What you describe doesn't have to be a *default* setting though; it can just be a sample setting. A default setting implies stuff from the world directly injected into stuff like classes or feats or prestige class/paragon paths in the core rules, which can be annoying to deal with if you're using another setting.

The core should be stuff like 'archmage'; the setting books can provide stuff like 'war wizard of Cormyr'. Now, sticking a map and some gazeteer type stuff at the end of the DMG for people to use as their sample campaign world to set stuff in, that's great, but where it crosses the line into a default setting is when the rules stuff has to have it stripped out, reflavored, etc., to fit into another game.
 

I'm A Banana

Potassium-Rich
There doesn't need to be a default setting.

New DM? Pressed for time?

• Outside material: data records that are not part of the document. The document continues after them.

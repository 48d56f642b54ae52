//! Calibration storage and lookup.
//!
//! The calibration artifact maps each algorithm variant tag (`cbg-m-1`,
//! `oct-m-1`, `spo-m-a`, `spo-g-a` in the reference configuration) to
//! either a single pooled model or a per-landmark model table. It is
//! produced by the external calibration-fitting tool as gzipped JSON and
//! loaded here in one call; the schema is private but must round-trip.

mod model;
#[cfg(test)]
mod tests;

pub use model::{physical_range, DistanceRange, RangeModel, PHYSICAL_M_PER_RTT_MS};

use std::collections::{BTreeMap, HashMap};
use std::fs::File;
use std::io::{self, BufReader, BufWriter};
use std::path::{Path, PathBuf};

use flate2::read::GzDecoder;
use flate2::write::GzEncoder;
use flate2::Compression;
use serde::{Deserialize, Serialize};
use thiserror::Error;

use crate::landmarks::LandmarkPosition;

/// Errors loading or saving the calibration artifact.
#[derive(Debug, Error)]
pub enum CalibrationError {
    #[error("cannot read calibration '{path}': {source}")]
    Io {
        path: PathBuf,
        #[source]
        source: io::Error,
    },

    #[error("cannot parse calibration '{path}': {source}")]
    Parse {
        path: PathBuf,
        #[source]
        source: serde_json::Error,
    },
}

/// Calibration data for one variant: a pooled global model, or one model
/// per landmark keyed by IPv4 address, label, or numeric sub-label.
#[derive(Debug, Clone, PartialEq, Serialize, Deserialize)]
#[serde(tag = "selector", rename_all = "kebab-case")]
pub enum VariantCalibration {
    /// One model per landmark. Keys are, in lookup priority order, the
    /// dotted IPv4 address, the host label, or the decimal numeric
    /// sub-label.
    PerLandmark {
        landmarks: HashMap<String, RangeModel>,
    },
    /// A single model shared by every landmark.
    Pooled { global: RangeModel },
}

/// Immutable mapping from variant tag to calibration data.
#[derive(Debug, Clone, Default, PartialEq, Serialize, Deserialize)]
#[serde(transparent)]
pub struct CalibrationStore {
    variants: BTreeMap<String, VariantCalibration>,
}

impl CalibrationStore {
    /// Load a gzipped-JSON calibration artifact.
    pub fn load(path: &Path) -> Result<Self, CalibrationError> {
        let file = File::open(path).map_err(|source| CalibrationError::Io {
            path: path.to_path_buf(),
            source,
        })?;
        let reader = BufReader::new(GzDecoder::new(file));
        serde_json::from_reader(reader).map_err(|source| CalibrationError::Parse {
            path: path.to_path_buf(),
            source,
        })
    }

    /// Write the artifact in the same gzipped-JSON form it is loaded
    /// from.
    pub fn save(&self, path: &Path) -> Result<(), CalibrationError> {
        let file = File::create(path).map_err(|source| CalibrationError::Io {
            path: path.to_path_buf(),
            source,
        })?;
        let mut encoder = GzEncoder::new(BufWriter::new(file), Compression::default());
        serde_json::to_writer(&mut encoder, self).map_err(|source| CalibrationError::Parse {
            path: path.to_path_buf(),
            source,
        })?;
        encoder
            .finish()
            .map(|_| ())
            .map_err(|source| CalibrationError::Io {
                path: path.to_path_buf(),
                source,
            })
    }

    /// Build a store from explicit variant data (tests and tooling).
    pub fn from_variants(variants: BTreeMap<String, VariantCalibration>) -> Self {
        Self { variants }
    }

    /// Tags of all variants present in the artifact.
    pub fn variant_tags(&self) -> impl Iterator<Item = &str> {
        self.variants.keys().map(String::as_str)
    }

    /// Look up the model for `landmark` under `variant`.
    ///
    /// Per-landmark variants try the IPv4 address, then the label, then
    /// the numeric sub-label (when the label has one); pooled variants
    /// return the global model. `None` means the landmark is skipped for
    /// this variant.
    pub fn lookup(&self, variant: &str, landmark: &LandmarkPosition) -> Option<&RangeModel> {
        match self.variants.get(variant)? {
            VariantCalibration::Pooled { global } => Some(global),
            VariantCalibration::PerLandmark { landmarks } => landmarks
                .get(&landmark.ipv4.to_string())
                .or_else(|| landmarks.get(&landmark.label))
                .or_else(|| {
                    if landmark.ilabel >= 0 {
                        landmarks.get(&landmark.ilabel.to_string())
                    } else {
                        None
                    }
                }),
        }
    }
}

That's what the Forgotten Realms Campaign Setting (or whatever) is for.

I think the reason 4e had a strong default setting was grounded in Brand-ism ("You need your IP to be distinct from competitors' IP so that it stands out!"), and as with most design ideas that come from marketing teams, it's not a great idea. I think it did tremendous damage to my own enjoyment of the game, due to things like "Well, we need eladrin in Dark Sun since they're in the core rules, and so Dark Sun, an isoalted nonmagical world of the unnatural, now has an entire parallel universe or magical nature."

That's completely unnecessary.

Much better to be agnostic to cosmology and setting. If the mantra of 5e is that each group plays the game they want, then that mantra needs to be carried forward in the fact that there's no real cosmology.

Not that there can't be some suggestion, of course. I mean, pseudo-medieval-esqueries and some sort of implied deity or deities and possibly an afterlife or seven...these are implied by rules elements such as the cleric, the raise dead spell, the plane shift spell...and by iconic D&Disms like the Abyss, the Nine Hells, and the Far Realm.

But there doesn't need to be anything enforcing any particular viewpoint of what that is or means. There's a Far Realm possibly. The rules and stories that reference it are self-contained and possibly inherently contradictory. Add any or all or none of them as is you wont as a DM. Not every game needs the Far Realm, but some games may want it in certain ways, and here's some ways to add it, if you want.

Now my Tolkeinesque world doesn't need to shoehorn tentacled horrors into it if that breaks my world, and my friend's sword-and-sorcery world of post-apocalyptic dungeonpunk can embrace all the tentacular goodness he wants, and we can both be playing D&D, without the designers whispering in our ears about all the badwrongfun each of us is having.